I'm sure there is some type of adapter for this but I'm struggling to figure it out.

I've put some stuff in the wish list - please let me know your thoughts.
https://amzn.com/w/3P81NVWIZB8AM
You won't find a Shimano BB30 bottom bracket. Shimano has retained 24mm bottom bracket spindles throughout. However, there are plenty of sources for adaptors that allow you to run a shimano Hollowtech crank in a BB30 shell.

Are you sure the F9 frame has a BB30 shell? If you look in the shell, is it threaded? Or, does it simply have a pair of thin, recessed shoulders machined into it?

Before you get too carried away with groupset shopping, you need to identify what size Headtube the frame has and subsequently what size headset bearings and fork steerer tube will be required.

You'll also need to know what diameter seatpost you're going to require, as well as length.
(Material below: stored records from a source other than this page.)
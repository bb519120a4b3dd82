//! Hand-driven clock for deterministic tests.

use mcdaq_core::Clock;
use parking_lot::Mutex;

/// Clock whose time only moves when the test says so.
#[derive(Debug)]
pub struct ManualClock {
    now: Mutex<f64>,
}

impl ManualClock {
    pub fn new(start: f64) -> Self {
        Self {
            now: Mutex::new(start),
        }
    }

    /// Set the absolute time.
    pub fn set(&self, now: f64) {
        *self.now.lock() = now;
    }

    /// Move time forward by `seconds`.
    pub fn advance(&self, seconds: f64) {
        *self.now.lock() += seconds;
    }
}

impl Default for ManualClock {
    fn default() -> Self {
        Self::new(0.0)
    }
}

impl Clock for ManualClock {
    fn now(&self) -> f64 {
        *self.now.lock()
    }
}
What frame size is the F9?

With regard to groupset shopping, look for cranks no shorter than 175mm. Preferably 180mm. But, you only get 180mm from Shimano in the XT line. I'm not sure which models Sram may do in 180mm.

Most of us that build up a frame from scratch do so because we have very specific expectations about what we require of the bike. Subsequently, we tend to ala'carte things.

If you don't have specific requitements it's typically far cheaper to buy a complete bike than it is build one from scratch. New or used.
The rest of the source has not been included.